WORK REQUEST ▸ Determine how many lines in the data below contain "await" and write only that number.

DATA PROVIDED ▸
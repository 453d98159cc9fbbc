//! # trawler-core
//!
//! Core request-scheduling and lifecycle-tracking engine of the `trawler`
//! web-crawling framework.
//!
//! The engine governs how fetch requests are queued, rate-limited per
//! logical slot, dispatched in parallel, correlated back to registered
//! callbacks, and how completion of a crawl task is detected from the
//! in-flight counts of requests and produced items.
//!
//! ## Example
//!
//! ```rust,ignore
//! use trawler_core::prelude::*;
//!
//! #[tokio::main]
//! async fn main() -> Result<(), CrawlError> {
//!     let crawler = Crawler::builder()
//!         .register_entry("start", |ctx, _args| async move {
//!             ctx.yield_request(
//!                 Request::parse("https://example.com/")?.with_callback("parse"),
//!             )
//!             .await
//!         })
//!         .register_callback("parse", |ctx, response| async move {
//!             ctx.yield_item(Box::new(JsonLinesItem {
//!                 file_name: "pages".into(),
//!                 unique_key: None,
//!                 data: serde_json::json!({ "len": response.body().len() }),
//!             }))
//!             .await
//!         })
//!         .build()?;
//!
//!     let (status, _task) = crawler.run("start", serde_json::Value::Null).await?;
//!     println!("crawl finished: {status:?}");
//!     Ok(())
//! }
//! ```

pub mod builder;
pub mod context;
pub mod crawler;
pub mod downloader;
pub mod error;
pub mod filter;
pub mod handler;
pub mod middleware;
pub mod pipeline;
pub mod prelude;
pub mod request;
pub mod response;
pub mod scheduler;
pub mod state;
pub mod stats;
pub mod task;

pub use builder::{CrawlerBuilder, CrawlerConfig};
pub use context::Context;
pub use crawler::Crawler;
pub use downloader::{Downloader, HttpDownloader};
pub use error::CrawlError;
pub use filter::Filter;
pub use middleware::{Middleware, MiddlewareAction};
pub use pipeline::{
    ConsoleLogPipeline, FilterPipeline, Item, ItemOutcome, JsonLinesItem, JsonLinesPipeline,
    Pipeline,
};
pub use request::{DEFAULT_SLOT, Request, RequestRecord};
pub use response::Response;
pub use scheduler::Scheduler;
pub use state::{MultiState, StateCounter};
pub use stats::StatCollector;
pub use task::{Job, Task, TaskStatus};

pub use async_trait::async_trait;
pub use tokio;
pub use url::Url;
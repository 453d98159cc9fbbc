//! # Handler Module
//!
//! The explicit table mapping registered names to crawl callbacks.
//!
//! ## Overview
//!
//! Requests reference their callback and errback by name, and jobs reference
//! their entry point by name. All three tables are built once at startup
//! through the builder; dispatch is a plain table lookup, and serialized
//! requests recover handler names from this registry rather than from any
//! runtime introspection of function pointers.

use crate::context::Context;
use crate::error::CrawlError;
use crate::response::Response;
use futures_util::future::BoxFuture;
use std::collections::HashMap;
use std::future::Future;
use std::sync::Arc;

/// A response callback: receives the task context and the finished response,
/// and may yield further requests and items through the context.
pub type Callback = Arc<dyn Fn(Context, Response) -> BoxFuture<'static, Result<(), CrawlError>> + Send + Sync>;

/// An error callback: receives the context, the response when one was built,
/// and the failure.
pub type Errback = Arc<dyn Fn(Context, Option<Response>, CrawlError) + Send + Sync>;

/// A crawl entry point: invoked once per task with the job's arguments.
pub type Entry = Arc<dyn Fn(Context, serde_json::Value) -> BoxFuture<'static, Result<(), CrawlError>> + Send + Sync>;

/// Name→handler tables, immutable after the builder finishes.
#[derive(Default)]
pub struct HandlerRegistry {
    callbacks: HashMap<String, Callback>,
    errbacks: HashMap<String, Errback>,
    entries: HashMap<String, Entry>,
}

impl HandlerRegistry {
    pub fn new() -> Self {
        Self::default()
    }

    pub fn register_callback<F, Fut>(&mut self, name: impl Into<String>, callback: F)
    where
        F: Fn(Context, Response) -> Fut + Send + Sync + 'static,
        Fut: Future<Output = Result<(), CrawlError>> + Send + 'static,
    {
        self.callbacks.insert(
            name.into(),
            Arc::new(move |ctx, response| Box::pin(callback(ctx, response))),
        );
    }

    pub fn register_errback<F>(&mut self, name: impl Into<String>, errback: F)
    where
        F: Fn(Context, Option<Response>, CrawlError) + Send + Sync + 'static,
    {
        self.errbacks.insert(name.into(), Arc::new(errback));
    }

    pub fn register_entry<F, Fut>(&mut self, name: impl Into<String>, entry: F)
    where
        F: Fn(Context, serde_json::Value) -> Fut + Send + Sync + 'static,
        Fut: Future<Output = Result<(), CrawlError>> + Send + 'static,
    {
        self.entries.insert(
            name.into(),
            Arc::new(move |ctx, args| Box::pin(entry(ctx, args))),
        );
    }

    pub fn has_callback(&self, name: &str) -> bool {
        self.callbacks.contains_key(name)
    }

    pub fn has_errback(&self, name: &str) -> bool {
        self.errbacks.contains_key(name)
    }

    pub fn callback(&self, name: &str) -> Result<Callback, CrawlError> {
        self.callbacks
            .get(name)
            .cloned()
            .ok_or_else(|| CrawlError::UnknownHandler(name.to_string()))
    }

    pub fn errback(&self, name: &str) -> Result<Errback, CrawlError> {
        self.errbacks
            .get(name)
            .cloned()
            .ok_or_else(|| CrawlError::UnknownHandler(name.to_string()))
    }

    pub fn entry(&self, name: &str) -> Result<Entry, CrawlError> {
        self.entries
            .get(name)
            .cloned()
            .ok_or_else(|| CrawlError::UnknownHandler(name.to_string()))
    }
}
...
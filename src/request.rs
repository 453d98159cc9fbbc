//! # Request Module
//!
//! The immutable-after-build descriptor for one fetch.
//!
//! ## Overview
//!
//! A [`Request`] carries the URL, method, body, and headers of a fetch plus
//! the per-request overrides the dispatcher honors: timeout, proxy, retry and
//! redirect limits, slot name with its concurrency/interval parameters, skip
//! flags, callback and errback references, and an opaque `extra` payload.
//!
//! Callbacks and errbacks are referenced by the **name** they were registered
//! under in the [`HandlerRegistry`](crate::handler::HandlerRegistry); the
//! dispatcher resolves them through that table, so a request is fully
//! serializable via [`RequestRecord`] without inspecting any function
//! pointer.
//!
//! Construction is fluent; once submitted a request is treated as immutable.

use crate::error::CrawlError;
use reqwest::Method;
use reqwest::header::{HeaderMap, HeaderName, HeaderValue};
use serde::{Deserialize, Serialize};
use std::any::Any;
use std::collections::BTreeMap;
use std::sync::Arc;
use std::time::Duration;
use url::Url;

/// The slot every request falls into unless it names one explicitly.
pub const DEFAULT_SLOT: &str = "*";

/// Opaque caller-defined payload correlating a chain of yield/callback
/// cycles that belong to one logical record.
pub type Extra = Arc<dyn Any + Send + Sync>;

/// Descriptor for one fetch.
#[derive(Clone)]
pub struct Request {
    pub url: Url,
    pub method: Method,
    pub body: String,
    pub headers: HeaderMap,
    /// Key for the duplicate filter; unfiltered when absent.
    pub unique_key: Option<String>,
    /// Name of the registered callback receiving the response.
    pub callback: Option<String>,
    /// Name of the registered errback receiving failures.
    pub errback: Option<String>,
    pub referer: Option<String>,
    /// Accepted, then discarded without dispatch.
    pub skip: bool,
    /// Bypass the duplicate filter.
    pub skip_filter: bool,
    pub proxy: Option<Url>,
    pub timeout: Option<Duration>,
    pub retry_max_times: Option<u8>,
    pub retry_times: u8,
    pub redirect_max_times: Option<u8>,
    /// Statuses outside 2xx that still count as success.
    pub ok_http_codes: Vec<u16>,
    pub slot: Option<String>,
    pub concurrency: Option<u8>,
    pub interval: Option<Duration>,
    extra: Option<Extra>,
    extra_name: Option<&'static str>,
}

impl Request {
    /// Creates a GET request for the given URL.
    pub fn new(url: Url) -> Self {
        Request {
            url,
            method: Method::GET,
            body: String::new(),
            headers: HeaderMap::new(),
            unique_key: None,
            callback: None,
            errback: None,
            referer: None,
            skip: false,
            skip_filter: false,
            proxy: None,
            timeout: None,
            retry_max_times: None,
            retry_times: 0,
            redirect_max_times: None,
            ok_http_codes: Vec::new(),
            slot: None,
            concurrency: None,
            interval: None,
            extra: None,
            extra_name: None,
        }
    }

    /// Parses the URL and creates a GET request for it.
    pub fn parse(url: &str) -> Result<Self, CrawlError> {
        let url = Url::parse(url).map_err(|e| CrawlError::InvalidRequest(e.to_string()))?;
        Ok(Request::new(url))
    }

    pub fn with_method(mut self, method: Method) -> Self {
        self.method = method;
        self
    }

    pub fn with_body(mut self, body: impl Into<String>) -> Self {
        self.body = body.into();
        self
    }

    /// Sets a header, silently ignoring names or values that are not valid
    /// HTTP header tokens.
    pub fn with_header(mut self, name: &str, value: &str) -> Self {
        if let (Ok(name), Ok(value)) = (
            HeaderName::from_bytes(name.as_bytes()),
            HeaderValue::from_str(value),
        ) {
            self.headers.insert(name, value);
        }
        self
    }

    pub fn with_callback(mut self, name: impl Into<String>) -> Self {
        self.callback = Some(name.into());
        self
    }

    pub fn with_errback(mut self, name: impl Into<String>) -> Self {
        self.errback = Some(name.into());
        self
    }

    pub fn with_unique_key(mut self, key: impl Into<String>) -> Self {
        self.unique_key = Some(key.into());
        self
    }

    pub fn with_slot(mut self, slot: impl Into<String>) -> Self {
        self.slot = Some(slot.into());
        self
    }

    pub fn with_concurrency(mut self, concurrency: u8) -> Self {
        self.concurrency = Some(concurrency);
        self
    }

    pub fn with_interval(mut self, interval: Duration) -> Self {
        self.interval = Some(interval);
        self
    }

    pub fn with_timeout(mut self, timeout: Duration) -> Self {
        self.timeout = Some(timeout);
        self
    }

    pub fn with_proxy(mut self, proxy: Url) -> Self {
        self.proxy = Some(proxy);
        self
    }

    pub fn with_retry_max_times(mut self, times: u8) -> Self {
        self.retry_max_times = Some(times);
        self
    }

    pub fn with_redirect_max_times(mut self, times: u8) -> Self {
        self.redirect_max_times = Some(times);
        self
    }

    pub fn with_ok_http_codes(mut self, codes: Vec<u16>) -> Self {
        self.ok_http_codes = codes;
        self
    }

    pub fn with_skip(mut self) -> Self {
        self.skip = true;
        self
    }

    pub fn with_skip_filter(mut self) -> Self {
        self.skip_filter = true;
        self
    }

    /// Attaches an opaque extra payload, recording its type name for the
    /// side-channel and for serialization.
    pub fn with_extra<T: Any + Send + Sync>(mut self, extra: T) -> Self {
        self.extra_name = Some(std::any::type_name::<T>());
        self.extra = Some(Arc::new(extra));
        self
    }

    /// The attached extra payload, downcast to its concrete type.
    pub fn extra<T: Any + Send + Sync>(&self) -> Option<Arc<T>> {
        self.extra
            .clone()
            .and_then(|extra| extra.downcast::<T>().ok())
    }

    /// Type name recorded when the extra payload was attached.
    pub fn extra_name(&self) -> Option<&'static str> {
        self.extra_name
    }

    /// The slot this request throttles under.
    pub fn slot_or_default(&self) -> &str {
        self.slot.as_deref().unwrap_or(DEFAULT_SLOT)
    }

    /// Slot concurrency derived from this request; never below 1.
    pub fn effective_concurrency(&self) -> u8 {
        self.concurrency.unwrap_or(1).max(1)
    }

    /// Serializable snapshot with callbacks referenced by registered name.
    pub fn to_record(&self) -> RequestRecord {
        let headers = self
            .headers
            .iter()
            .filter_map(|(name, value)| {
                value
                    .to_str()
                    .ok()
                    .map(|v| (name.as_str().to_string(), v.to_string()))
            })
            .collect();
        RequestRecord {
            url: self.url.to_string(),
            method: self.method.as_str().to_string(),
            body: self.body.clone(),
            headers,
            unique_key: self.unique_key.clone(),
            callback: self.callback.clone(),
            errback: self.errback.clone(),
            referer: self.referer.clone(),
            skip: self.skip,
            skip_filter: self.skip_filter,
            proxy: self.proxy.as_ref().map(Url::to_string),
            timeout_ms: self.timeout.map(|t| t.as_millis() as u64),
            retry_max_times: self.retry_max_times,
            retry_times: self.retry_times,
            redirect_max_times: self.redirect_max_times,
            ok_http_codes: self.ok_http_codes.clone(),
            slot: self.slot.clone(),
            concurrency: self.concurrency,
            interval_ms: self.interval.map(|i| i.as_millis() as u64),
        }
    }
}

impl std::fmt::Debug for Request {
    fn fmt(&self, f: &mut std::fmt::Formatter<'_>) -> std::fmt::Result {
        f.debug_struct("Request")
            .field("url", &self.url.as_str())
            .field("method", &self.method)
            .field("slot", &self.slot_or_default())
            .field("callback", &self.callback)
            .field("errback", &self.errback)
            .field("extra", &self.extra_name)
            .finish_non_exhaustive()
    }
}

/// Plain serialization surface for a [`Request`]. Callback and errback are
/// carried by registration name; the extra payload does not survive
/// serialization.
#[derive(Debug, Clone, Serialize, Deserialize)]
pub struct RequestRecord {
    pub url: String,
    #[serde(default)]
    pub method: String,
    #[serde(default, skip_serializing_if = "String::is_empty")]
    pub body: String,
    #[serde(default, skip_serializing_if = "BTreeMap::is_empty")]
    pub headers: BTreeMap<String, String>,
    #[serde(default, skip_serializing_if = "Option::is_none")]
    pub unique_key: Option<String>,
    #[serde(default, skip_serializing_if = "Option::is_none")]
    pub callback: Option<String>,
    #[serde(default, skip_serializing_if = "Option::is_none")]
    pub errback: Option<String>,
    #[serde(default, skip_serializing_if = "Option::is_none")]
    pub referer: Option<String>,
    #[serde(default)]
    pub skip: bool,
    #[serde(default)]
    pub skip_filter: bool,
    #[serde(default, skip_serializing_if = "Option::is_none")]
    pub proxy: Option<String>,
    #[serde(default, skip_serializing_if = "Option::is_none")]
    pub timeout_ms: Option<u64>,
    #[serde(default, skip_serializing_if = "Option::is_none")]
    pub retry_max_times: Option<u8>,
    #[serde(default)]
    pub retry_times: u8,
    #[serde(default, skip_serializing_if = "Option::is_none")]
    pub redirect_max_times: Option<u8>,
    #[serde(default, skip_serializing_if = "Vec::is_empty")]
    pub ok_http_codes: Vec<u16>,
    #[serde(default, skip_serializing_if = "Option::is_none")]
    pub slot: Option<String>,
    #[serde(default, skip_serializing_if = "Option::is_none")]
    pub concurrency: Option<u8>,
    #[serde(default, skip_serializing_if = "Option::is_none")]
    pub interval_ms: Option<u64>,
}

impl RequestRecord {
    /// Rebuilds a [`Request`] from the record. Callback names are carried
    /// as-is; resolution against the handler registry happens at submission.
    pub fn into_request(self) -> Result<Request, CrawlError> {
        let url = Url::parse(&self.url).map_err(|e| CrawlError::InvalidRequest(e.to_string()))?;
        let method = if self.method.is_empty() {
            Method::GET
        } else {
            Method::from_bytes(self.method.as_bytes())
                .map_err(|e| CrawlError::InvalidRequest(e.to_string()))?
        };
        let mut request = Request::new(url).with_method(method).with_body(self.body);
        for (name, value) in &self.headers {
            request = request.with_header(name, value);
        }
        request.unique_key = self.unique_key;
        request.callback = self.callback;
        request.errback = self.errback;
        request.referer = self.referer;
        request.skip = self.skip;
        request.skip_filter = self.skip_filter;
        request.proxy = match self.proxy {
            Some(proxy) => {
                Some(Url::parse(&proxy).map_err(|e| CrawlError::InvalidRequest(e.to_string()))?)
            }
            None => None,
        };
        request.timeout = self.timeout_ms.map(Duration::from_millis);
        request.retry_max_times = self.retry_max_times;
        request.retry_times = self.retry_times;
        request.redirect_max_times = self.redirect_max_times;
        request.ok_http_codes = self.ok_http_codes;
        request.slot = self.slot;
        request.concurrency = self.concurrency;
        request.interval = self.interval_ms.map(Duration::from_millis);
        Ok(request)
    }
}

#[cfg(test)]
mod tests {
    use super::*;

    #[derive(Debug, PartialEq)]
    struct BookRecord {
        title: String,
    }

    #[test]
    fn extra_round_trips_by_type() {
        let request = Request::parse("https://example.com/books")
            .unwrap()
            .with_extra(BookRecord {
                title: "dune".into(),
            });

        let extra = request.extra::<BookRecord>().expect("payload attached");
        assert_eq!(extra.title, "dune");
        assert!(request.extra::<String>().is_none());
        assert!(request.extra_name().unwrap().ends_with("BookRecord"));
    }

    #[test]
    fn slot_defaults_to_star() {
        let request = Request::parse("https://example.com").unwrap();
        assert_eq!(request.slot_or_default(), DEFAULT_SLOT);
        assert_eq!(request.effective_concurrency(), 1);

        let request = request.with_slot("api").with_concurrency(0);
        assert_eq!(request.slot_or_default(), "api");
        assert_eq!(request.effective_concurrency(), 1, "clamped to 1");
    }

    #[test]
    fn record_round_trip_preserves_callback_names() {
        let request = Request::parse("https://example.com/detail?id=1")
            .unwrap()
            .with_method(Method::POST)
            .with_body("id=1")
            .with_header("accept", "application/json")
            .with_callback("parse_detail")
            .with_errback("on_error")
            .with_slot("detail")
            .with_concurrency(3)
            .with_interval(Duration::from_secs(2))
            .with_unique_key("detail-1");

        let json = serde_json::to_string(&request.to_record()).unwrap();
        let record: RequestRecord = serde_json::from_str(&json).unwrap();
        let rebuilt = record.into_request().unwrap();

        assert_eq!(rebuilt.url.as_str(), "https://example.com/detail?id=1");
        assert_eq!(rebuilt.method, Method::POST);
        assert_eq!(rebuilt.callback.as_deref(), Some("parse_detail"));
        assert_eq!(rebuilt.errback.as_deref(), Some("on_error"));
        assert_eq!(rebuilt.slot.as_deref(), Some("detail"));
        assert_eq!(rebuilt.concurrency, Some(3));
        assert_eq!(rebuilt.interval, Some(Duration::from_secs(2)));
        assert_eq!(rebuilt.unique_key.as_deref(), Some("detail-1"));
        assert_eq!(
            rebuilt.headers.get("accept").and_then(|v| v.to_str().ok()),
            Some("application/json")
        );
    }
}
* * *
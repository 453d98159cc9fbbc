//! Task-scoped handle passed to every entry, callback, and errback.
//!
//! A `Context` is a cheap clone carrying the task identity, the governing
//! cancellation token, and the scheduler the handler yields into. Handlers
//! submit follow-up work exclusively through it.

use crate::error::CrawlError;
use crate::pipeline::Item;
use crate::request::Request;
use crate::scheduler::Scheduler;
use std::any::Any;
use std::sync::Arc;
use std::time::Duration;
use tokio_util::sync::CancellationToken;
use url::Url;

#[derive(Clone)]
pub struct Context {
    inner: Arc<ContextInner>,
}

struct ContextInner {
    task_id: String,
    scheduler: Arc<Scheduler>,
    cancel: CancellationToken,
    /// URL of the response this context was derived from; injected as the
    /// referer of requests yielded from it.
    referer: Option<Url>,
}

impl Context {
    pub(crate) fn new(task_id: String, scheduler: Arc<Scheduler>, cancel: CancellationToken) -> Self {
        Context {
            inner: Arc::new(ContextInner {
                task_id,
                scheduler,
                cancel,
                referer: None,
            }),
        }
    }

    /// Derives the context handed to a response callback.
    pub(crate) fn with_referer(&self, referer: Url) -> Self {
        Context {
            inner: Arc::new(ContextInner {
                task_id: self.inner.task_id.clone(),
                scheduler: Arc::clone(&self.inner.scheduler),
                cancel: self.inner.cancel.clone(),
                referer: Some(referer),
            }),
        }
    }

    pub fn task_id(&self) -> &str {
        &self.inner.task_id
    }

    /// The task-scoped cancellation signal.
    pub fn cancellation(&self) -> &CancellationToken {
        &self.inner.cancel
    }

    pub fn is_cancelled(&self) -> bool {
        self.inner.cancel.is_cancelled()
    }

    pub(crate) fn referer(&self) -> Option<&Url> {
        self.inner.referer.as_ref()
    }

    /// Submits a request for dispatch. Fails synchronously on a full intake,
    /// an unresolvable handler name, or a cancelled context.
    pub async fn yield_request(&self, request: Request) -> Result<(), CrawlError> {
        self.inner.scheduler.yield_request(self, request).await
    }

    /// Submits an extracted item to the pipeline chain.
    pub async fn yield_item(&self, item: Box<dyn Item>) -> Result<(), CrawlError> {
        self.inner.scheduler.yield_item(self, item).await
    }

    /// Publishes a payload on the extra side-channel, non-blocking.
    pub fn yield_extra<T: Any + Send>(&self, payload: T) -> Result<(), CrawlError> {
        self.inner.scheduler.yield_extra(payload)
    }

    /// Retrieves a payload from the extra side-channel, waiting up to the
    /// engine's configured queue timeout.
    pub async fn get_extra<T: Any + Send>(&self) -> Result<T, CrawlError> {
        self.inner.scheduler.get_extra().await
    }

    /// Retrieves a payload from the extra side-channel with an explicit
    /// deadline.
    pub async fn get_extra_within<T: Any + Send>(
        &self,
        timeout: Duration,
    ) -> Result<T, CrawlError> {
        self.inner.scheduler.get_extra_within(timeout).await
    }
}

YOUR SOLUTION ▸ 7